Langsam, langsam kann man sich den Hochalpen nähern, die der Winter nun so aussergewöhnlich lange in seinem kalten Griff gehabt hat. Gerade gestern gab es auf über 1900 m nochmals etwas Neuschnee… Zwar ist der Boden immer noch vorwiegend braun und nicht grün, und im Moment hängen den ganzen Tag über Wolken an den Gipfeln. Aber gerade letzteres kann für einen Landschaftsfotografen durchaus auch attraktiv sein…

So habe ich mich nach meinem letzten erfolglosen Versuch vor zwei Wochen in Champéry heute bei recht viel Sonne ein wenig am Lac d’Emosson herumgetrieben und dabei sogar die 2000 Meter-Grenze gekratzt. Sogar zwei Steinböcke haben irgendwo scheu hinter einem Grat hervorgeguckt…

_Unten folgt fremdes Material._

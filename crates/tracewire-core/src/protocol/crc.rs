//! Frame checksum
//!
//! Every frame ends with a CRC-32/ISO-HDLC over the header and payload.
//! Both directions share the same polynomial; the host refuses frames that
//! fail it just as silently as the device does.

use crc::{Crc, CRC_32_ISO_HDLC};

const CRC32: Crc<u32> = Crc::<u32>::new(&CRC_32_ISO_HDLC);

/// CRC over a frame split into its header and payload parts
pub fn frame_crc(header: &[u8], payload: &[u8]) -> u32 {
    let mut digest = CRC32.digest();
    digest.update(header);
    digest.update(payload);
    digest.finalize()
}

/// CRC over a contiguous byte run
pub fn crc32(data: &[u8]) -> u32 {
    CRC32.checksum(data)
}

// ----------------------------------------------------------------------------
// Tests
// ----------------------------------------------------------------------------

Moor oberhalb des Stausees Lac d'Emosson
Moor oberhalb des Lac d’Emosson mit Blick zum Ende des Stausees
Emosson
Noch liegen überall grössere Schneefelder…
Zwergkiefer an Felsen
Eine knorrige Zwergkiefer schmiegt sich an einen Felsen…

Übrigens: Ich habe ein etwas gespaltenes Verhältnis zu Stauseen… Sie stellen immer einen massiven menschlichen Eingriff in die Landschaft dar, und wenn sie nicht ihren höchsten Füllstand haben, können die farbigen Felsbänder manchmal schon ein wenig als unansehnlich empfunden werden 🙂 … Andererseits: Wir alle brauchen ja den Strom, und Wasserkraft stellt meiner Meinung nach eine akzeptable Alternative zu Atomstrom dar. Ausserdem haben Stauseen den Vorteil, dass durch sie viele hochalpine Landschaften relativ leicht zugänglich werden (oftmals sogar mit dem öV 😉 … So zum Beispiel die Grimselwelt, zu der ich auch schon einen Artikel über die Wanderung auf das Sidelhorn verfasst habe, oder die Göscheneralp.